After inspecting the new arrivals, however, DAPECOL’s camp commander, Major Kazuo Maeda, complained angrily to the assembled group that they resembled walking corpses. He had been told, he said, that he was being sent the strongest of the POWs for his mission of running the farm to supply food to Japanese soldiers in the Philippines.
Nonetheless he proceeded to deliver the following speech, with his ls replaced mostly with rs—the prisoners’ scant and only source of humor for the day: “You have had soft, easy life since your capture. All that will be different here. You will learn about hard labor. Every prisoner will work unless he is in hospital.

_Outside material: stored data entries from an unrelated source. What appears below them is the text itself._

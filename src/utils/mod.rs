pub mod password;

pub use password::{hash_password, verify_password, Password, PasswordHashString};
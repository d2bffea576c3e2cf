//! Telegram adapters (grammers).

pub mod auth_adapter;
pub mod client;
pub mod mapper;
pub mod session;

pub use auth_adapter::GrammersAuthAdapter;
pub use client::GrammersTgGateway;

Punishment for malingering will be severe.”
14
AND THEN THERE WAS ONE: USS ENTERPRISE VERSUS JAPAN
IN MID-OCTOBER 1942, THE USS Enterprise was again poised to move out of Pearl Harbor’s narrow channel, bound for the South Pacific. The ship had been in drydock for two months, undergoing repairs from three bomb hits she’d received in August at the Eastern Solomons battle. One hit alone had killed thirty-eight men in the gun gallery on the carrier’s aft starboard side.

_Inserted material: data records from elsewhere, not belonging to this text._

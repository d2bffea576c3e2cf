//! Per-message forwarding policy: which messages are skipped and why.
//!
//! Runs the synchronous checks (tombstone, media kind, category filter). The duplicate
//! check needs the network and is done by the job after a message passes screening.

use crate::domain::{Category, Classification, JobOptions, MediaKind, MessageView};
use crate::ports::ClassifierPort;
use tracing::debug;

/// Media kinds forwarded by the classification modes.
const CLASSIFIED_KINDS: &[MediaKind] = &[MediaKind::Document, MediaKind::Video];

/// Media kinds forwarded by the unfiltered clone mode.
const CLONE_KINDS: &[MediaKind] = &[
    MediaKind::Photo,
    MediaKind::Document,
    MediaKind::Audio,
    MediaKind::Sticker,
    MediaKind::Video,
];

#[derive(Debug, Clone, Copy, PartialEq, Eq)]
pub enum SkipReason {
    Deleted,
    NonMedia,
    Unsupported(MediaKind),
    CategoryMismatch(Category),
    Duplicate,
}

/// Counter bucket a skip lands in.
#[derive(Debug, Clone, Copy, PartialEq, Eq)]
pub enum SkipBucket {
    Deleted,
    NonMedia,
    Duplicate,
}

impl SkipReason {
    pub fn bucket(&self) -> SkipBucket {
        match self {
            SkipReason::Deleted => SkipBucket::Deleted,
            SkipReason::Duplicate => SkipBucket::Duplicate,
            SkipReason::NonMedia
            | SkipReason::Unsupported(_)
            | SkipReason::CategoryMismatch(_) => SkipBucket::NonMedia,
        }
    }
}

#[derive(Debug, Clone, Copy, PartialEq, Eq)]
pub enum Delivery {
    /// Re-send media by its cached file reference.
    CachedMedia,
    /// Copy the whole message.
    Copy,
}

/// A message that passed screening.
#[derive(Debug, Clone, PartialEq)]
pub struct Candidate {
    pub delivery: Delivery,
    /// Present when a category filter ran; reused for caption enrichment.
    pub classification: Option<Classification>,
}

#[derive(Debug, Clone, PartialEq)]
pub enum Screening {
    Skip(SkipReason),
    Forward(Candidate),
}

/// Apply steps 1–5 of the forwarding policy to one message.
pub fn screen(
    view: &MessageView,
    options: &JobOptions,
    classifier: &dyn ClassifierPort,
) -> Screening {
    if view.is_empty {
        return Screening::Skip(SkipReason::Deleted);
    }

    let Some(kind) = view.media_kind else {
        if options.forward_non_media {
            return Screening::Forward(Candidate {
                delivery: Delivery::Copy,
                classification: None,
            });
        }
        return Screening::Skip(SkipReason::NonMedia);
    };

    let accepted = if options.unfiltered_clone {
        CLONE_KINDS
    } else {
        CLASSIFIED_KINDS
    };
    if !accepted.contains(&kind) {
        return Screening::Skip(SkipReason::Unsupported(kind));
    }

    let delivery = if view.file_reference.is_some() {
        Delivery::CachedMedia
    } else {
        Delivery::Copy
    };

    let wanted = category_filter(options);
    if options.unfiltered_clone || wanted.is_none() {
        return Screening::Forward(Candidate {
            delivery,
            classification: None,
        });
    }

    let classification = classify(view, classifier);
    if !classification.accepted || Some(classification.category) != wanted {
        return Screening::Skip(SkipReason::CategoryMismatch(classification.category));
    }
    Screening::Forward(Candidate {
        delivery,
        classification: Some(classification),
    })
}

fn category_filter(options: &JobOptions) -> Option<Category> {
    match (options.movie_only, options.series_only) {
        (true, false) => Some(Category::Movie),
        (false, true) => Some(Category::Series),
        _ => None,
    }
}

/// Classify the caption (or filename). Parser failures degrade to "unclassified".
fn classify(view: &MessageView, classifier: &dyn ClassifierPort) -> Classification {
    let Some(title) = view.title() else {
        return Classification::unclassified();
    };
    classifier.classify_title(title).unwrap_or_else(|e| {
        debug!(msg_id = view.id, error = %e, "title classification failed");
        Classification::unclassified()
    })
}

Benny worked with navy dentists for hours following to help identify his dead gunners. The boys’ clothes were vaporized by the initial blast, and identification was made harder yet by the furious gunpowder-fueled fire that ensued. Like uncovered remains at ancient Pompeii, a number were frozen in the stances they’d held on impact: one still seated, leaning into his sights, training his gun on an incoming plane; another handing over a powder keg, the hands of both giver and receiver still outstretched; pointers and trainers were hunched over in their seats as though resting. Benny had the further unhappy task of writing to the families of the fallen men. His heart heaved with each note, knowing how his own mother might receive such news.

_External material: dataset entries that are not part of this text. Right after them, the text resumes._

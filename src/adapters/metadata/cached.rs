//! Cache-first year lookup: local cache, then the remote source, then store.

use crate::domain::{Category, DomainError};
use crate::ports::{MetadataCachePort, MetadataPort};
use std::sync::Arc;
use tracing::{debug, warn};

pub struct CachedMetadata {
    cache: Arc<dyn MetadataCachePort>,
    remote: Arc<dyn MetadataPort>,
}

impl CachedMetadata {
    pub fn new(cache: Arc<dyn MetadataCachePort>, remote: Arc<dyn MetadataPort>) -> Self {
        Self { cache, remote }
    }
}

#[async_trait::async_trait]
impl MetadataPort for CachedMetadata {
    async fn lookup_year(
        &self,
        title: &str,
        kind: Category,
        season: Option<u16>,
    ) -> Result<Option<u16>, DomainError> {
        match self.cache.get_year(title, kind, season).await {
            Ok(Some(year)) => {
                debug!(title, year, "metadata cache hit");
                return Ok(Some(year));
            }
            Ok(None) => {}
            Err(e) => warn!(title, error = %e, "metadata cache read failed"),
        }

        let year = self.remote.lookup_year(title, kind, season).await?;
        if let Some(y) = year {
            if let Err(e) = self.cache.save_year(title, kind, season, y).await {
                warn!(title, error = %e, "metadata cache write failed");
            }
        }
        Ok(year)
    }
}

Stories of the fierce clash in the Solomons had been fully reported by the time mutilated Enterprise limped back into Pearl Harbor for repairs. Waiting for Benny was a hastily composed and badly typed letter from Bill:
Dear Benny,
The suspense I have gone through since hearing from you last has been terrific. If you do get this letter which Praise God you will, call me collect at the White House at your earliest opportunity, sometime between the hours of eight and twelve in the morning or five to seven at night. I have told the White House operators that you might call, so they will be expecting it. The times given above are Eastern War Time which is the same as Zone Plus Four.
Devotedly,
Bill
Benny placed the call immediately. As he waited for the White House operator to put him through to the Map Room, he tore open his one other piece of mail: a legal notice indicating that his wife Jeannette had requested that his life insurance policy eliminate Helen Cross as a joint beneficiary and name her as sole beneficiary. The explanation given was that she would need all the proceeds to support herself and their daughter, given the high probability that something would happen to her husband. Benny was crushed.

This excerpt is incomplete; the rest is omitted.